The response has to be every entry, printed word for word.
[RECORDS FOR THIS EXERCISE]
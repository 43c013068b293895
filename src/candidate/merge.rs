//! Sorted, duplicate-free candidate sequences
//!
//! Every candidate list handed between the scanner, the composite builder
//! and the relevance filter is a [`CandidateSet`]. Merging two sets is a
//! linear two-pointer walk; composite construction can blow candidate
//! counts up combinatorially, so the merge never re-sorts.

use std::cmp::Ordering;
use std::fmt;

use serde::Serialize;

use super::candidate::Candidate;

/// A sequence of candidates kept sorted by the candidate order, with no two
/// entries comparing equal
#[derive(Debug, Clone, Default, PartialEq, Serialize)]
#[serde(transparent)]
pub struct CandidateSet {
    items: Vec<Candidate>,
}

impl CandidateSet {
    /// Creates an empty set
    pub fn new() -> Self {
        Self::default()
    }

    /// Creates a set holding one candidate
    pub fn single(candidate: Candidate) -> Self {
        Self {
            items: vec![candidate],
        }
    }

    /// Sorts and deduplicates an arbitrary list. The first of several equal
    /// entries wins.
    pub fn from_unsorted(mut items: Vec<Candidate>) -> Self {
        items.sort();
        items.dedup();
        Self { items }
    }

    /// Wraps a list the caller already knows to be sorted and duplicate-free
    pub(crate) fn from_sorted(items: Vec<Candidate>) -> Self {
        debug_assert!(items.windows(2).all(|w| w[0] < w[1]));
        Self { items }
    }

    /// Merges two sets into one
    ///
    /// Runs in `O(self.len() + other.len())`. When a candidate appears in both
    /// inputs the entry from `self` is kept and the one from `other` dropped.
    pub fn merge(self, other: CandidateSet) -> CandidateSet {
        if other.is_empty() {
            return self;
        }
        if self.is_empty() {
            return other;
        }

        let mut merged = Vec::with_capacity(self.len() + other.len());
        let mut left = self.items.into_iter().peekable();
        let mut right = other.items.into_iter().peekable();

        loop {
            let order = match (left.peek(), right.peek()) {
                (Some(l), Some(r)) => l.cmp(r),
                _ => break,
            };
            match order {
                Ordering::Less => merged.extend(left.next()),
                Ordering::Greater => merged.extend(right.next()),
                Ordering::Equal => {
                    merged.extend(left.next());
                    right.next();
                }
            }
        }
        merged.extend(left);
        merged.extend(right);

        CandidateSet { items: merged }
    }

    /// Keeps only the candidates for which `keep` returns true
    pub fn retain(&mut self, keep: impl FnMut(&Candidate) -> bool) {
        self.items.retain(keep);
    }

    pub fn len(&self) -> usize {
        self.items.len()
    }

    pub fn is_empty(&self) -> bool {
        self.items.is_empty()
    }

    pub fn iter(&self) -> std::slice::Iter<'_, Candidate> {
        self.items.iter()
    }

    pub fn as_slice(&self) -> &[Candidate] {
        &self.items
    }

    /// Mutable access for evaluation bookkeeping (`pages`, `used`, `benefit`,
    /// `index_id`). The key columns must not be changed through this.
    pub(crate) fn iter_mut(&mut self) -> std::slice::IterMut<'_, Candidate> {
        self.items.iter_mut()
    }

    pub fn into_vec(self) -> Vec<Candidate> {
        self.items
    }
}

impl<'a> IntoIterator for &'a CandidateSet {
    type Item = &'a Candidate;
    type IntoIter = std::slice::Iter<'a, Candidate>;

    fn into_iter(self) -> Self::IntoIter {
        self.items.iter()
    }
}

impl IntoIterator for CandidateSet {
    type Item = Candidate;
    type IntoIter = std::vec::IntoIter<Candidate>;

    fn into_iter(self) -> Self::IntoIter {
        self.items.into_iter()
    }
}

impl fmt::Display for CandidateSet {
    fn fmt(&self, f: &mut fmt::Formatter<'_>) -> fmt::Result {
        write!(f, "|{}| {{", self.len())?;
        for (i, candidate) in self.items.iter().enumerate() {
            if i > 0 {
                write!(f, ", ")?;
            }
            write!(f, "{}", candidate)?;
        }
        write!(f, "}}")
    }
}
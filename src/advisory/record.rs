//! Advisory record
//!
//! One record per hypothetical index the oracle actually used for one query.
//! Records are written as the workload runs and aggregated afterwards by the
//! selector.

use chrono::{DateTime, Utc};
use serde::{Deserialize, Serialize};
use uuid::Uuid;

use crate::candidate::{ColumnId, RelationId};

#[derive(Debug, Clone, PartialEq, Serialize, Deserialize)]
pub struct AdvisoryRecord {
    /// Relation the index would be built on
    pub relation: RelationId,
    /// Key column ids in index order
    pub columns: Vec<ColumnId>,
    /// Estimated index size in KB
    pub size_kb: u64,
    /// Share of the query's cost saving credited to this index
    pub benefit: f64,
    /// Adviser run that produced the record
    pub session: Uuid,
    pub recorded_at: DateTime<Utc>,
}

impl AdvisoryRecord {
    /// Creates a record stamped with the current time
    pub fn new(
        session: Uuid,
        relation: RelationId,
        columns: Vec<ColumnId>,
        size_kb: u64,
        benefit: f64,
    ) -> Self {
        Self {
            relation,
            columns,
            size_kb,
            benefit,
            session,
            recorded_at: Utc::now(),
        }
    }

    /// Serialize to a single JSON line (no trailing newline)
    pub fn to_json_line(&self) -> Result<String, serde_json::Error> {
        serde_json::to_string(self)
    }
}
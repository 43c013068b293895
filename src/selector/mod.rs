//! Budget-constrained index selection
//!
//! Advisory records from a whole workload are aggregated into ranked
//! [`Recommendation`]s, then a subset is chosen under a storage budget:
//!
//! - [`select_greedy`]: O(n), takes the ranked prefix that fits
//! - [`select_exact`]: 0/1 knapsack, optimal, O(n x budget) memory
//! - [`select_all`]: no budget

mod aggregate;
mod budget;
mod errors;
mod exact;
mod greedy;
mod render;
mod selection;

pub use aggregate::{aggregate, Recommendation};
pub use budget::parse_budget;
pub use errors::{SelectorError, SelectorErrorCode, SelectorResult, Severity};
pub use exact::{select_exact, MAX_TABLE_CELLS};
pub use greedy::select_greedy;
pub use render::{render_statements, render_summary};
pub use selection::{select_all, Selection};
[/RECORDS FOR THIS EXERCISE]
REPLY TO THE EXERCISE
repository 43c013068b293895
filename src/candidate/merge.rs
//! Sorted, duplicate-free candidate sequences
//!
//! Every candidate list handed between the scanner, the composite builder
//! and the relevance filter is a [`CandidateSet`]. Merging two sets is a
//! linear two-pointer walk; composite construction can blow candidate
//! counts up combinatorially, so the merge never re-sorts.

use std::cmp::Ordering;
use std::fmt;

use serde::Serialize;

use super::candidate::Candidate;

/// A sequence of candidates kept sorted by the candidate order, with no two
/// entries comparing equal
#[derive(Debug, Clone, Default, PartialEq, Serialize)]
#[serde(transparent)]
pub struct CandidateSet {
    items: Vec<Candidate>,
}

impl CandidateSet {
    /// Creates an empty set
    pub fn new() -> Self {
        Self::default()
    }

    /// Creates a set holding one candidate
    pub fn single(candidate: Candidate) -> Self {
        Self {
            items: vec![candidate],
        }
    }

    /// Sorts and deduplicates an arbitrary list. The first of several equal
    /// entries wins.
    pub fn from_unsorted(mut items: Vec<Candidate>) -> Self {
        items.sort();
        items.dedup();
        Self { items }
    }

    /// Wraps a list the caller already knows to be sorted and duplicate-free
    pub(crate) fn from_sorted(items: Vec<Candidate>) -> Self {
        debug_assert!(items.windows(2).all(|w| w[0] < w[1]));
        Self { items }
    }

    /// Merges two sets into one
    ///
    /// Runs in `O(self.len() + other.len())`. When a candidate appears in both
    /// inputs the entry from `self` is kept and the one from `other` dropped.
    pub fn merge(self, other: CandidateSet) -> CandidateSet {
        if other.is_empty() {
            return self;
        }
        if self.is_empty() {
            return other;
        }

        let mut merged = Vec::with_capacity(self.len() + other.len());
        let mut left = self.items.into_iter().peekable();
        let mut right = other.items.into_iter().peekable();

        loop {
            let order = match (left.peek(), right.peek()) {
                (Some(l), Some(r)) => l.cmp(r),
                _ => break,
            };
            match order {
                Ordering::Less => merged.extend(left.next()),
                Ordering::Greater => merged.extend(right.next()),
                Ordering::Equal => {
                    merged.extend(left.next());
                    right.next();
                }
            }
        }
        merged.extend(left);
        merged.extend(right);

        CandidateSet { items: merged }
    }

    /// Keeps only the candidates for which `keep` returns true
    pub fn retain(&mut self, keep: impl FnMut(&Candidate) -> bool) {
        self.items.retain(keep);
    }

    pub fn len(&self) -> usize {
        self.items.len()
    }

    pub fn is_empty(&self) -> bool {
        self.items.is_empty()
    }

    pub fn iter(&self) -> std::slice::Iter<'_, Candidate> {
        self.items.iter()
    }

    pub fn as_slice(&self) -> &[Candidate] {
        &self.items
    }

    /// Mutable access for evaluation bookkeeping (`pages`, `used`, `benefit`,
    /// `index_id`). The key columns must not be changed through this.
    pub(crate) fn iter_mut(&mut self) -> std::slice::IterMut<'_, Candidate> {
        self.items.iter_mut()
    }

    pub fn into_vec(self) -> Vec<Candidate> {
        self.items
    }
}

impl<'a> IntoIterator for &'a CandidateSet {
    type Item = &'a Candidate;
    type IntoIter = std::slice::Iter<'a, Candidate>;

    fn into_iter(self) -> Self::IntoIter {
        self.items.iter()
    }
}

impl IntoIterator for CandidateSet {
    type Item = Candidate;
    type IntoIter = std::vec::IntoIter<Candidate>;

    fn into_iter(self) -> Self::IntoIter {
        self.items.into_iter()
    }
}

impl fmt::Display for CandidateSet {
    fn fmt(&self, f: &mut fmt::Formatter<'_>) -> fmt::Result {
        write!(f, "|{}| {{", self.len())?;
        for (i, candidate) in self.items.iter().enumerate() {
            if i > 0 {
                write!(f, ", ")?;
            }
            write!(f, "{}", candidate)?;
        }
        write!(f, "}}")
    }
}
filename src/advisory/record.rs
//! Advisory record
//!
//! One record per hypothetical index the oracle actually used for one query.
//! Records are written as the workload runs and aggregated afterwards by the
//! selector.

use chrono::{DateTime, Utc};
use serde::{Deserialize, Serialize};
use uuid::Uuid;

use crate::candidate::{ColumnId, RelationId};

#[derive(Debug, Clone, PartialEq, Serialize, Deserialize)]
pub struct AdvisoryRecord {
    /// Relation the index would be built on
    pub relation: RelationId,
    /// Key column ids in index order
    pub columns: Vec<ColumnId>,
    /// Estimated index size in KB
    pub size_kb: u64,
    /// Share of the query's cost saving credited to this index
    pub benefit: f64,
    /// Adviser run that produced the record
    pub session: Uuid,
    pub recorded_at: DateTime<Utc>,
}

impl AdvisoryRecord {
    /// Creates a record stamped with the current time
    pub fn new(
        session: Uuid,
        relation: RelationId,
        columns: Vec<ColumnId>,
        size_kb: u64,
        benefit: f64,
    ) -> Self {
        Self {
            relation,
            columns,
            size_kb,
            benefit,
            session,
            recorded_at: Utc::now(),
        }
    }

    /// Serialize to a single JSON line (no trailing newline)
    pub fn to_json_line(&self) -> Result<String, serde_json::Error> {
        serde_json::to_string(self)
    }
}
repository 43c013068b293895
filename src/selector/mod.rs
//! Budget-constrained index selection
//!
//! Advisory records from a whole workload are aggregated into ranked
//! [`Recommendation`]s, then a subset is chosen under a storage budget:
//!
//! - [`select_greedy`]: O(n), takes the ranked prefix that fits
//! - [`select_exact`]: 0/1 knapsack, optimal, O(n x budget) memory
//! - [`select_all`]: no budget

mod aggregate;
mod budget;
mod errors;
mod exact;
mod greedy;
mod render;
mod selection;

pub use aggregate::{aggregate, Recommendation};
pub use budget::parse_budget;
pub use errors::{SelectorError, SelectorErrorCode, SelectorResult, Severity};
pub use exact::{select_exact, MAX_TABLE_CELLS};
pub use greedy::select_greedy;
pub use render::{render_statements, render_summary};
pub use selection::{select_all, Selection};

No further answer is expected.